→ **YOUR OBJECTIVE**
After reading the data below, copy out every line that contains the word "CacheKey".

────────

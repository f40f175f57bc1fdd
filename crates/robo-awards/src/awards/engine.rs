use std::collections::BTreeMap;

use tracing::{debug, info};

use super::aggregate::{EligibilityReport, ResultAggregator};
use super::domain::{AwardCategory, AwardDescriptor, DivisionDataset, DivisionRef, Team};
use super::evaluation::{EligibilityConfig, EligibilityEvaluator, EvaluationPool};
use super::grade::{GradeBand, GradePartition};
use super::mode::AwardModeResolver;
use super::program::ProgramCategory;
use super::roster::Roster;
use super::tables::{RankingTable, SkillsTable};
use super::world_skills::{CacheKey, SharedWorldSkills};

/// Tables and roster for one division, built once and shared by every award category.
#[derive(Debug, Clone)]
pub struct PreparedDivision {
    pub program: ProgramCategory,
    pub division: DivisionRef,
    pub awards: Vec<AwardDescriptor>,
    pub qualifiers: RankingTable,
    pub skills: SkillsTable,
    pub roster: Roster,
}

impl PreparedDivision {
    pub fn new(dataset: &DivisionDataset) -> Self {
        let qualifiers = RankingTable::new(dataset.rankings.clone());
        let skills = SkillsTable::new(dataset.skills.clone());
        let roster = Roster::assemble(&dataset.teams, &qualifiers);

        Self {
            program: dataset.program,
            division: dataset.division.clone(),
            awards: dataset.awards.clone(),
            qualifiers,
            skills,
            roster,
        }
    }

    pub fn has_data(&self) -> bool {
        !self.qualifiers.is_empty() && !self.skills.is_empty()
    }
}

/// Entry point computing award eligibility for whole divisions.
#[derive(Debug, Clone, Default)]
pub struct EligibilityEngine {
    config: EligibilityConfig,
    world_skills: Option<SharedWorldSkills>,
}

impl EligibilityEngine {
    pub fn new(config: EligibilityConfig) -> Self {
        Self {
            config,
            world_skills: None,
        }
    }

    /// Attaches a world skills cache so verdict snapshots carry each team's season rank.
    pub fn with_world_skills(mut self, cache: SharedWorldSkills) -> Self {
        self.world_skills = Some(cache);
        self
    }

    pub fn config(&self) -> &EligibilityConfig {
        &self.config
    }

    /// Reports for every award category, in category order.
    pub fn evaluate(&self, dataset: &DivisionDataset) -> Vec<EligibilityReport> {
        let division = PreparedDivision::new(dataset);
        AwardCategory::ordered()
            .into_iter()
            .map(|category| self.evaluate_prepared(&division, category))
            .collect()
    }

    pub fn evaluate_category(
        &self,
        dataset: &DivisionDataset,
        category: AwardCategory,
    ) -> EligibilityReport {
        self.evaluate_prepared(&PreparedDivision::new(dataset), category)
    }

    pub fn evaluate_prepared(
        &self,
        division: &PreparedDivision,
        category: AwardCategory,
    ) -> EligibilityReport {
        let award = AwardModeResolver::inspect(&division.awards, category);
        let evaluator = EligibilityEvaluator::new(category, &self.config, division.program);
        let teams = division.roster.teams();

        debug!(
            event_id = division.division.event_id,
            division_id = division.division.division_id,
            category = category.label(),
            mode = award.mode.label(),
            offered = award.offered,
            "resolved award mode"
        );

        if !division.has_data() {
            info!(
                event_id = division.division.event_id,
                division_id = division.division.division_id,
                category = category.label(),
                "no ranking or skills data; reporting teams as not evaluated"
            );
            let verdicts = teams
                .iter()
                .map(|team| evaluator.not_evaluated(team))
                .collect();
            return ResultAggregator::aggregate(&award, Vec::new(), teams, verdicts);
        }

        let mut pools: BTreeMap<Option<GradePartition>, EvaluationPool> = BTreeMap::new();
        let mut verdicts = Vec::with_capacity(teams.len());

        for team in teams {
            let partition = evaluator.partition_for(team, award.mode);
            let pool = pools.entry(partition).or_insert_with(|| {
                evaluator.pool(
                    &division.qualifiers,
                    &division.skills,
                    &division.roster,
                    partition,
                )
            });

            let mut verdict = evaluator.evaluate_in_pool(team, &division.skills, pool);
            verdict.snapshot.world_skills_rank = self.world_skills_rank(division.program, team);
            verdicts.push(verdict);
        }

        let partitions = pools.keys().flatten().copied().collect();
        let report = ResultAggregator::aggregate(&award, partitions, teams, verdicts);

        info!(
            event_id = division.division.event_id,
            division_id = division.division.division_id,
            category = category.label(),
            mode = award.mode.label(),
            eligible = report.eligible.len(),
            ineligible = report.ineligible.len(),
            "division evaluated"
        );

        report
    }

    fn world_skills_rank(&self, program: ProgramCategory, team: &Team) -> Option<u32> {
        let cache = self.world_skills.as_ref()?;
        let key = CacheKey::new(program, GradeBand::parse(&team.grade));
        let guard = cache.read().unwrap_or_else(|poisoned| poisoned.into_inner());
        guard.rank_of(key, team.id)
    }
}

────────

→ **TASK OUTPUT**
use super::world_skills::{CacheKey, SharedWorldSkills};
        let key = CacheKey::new(program, GradeBand::parse(&team.grade));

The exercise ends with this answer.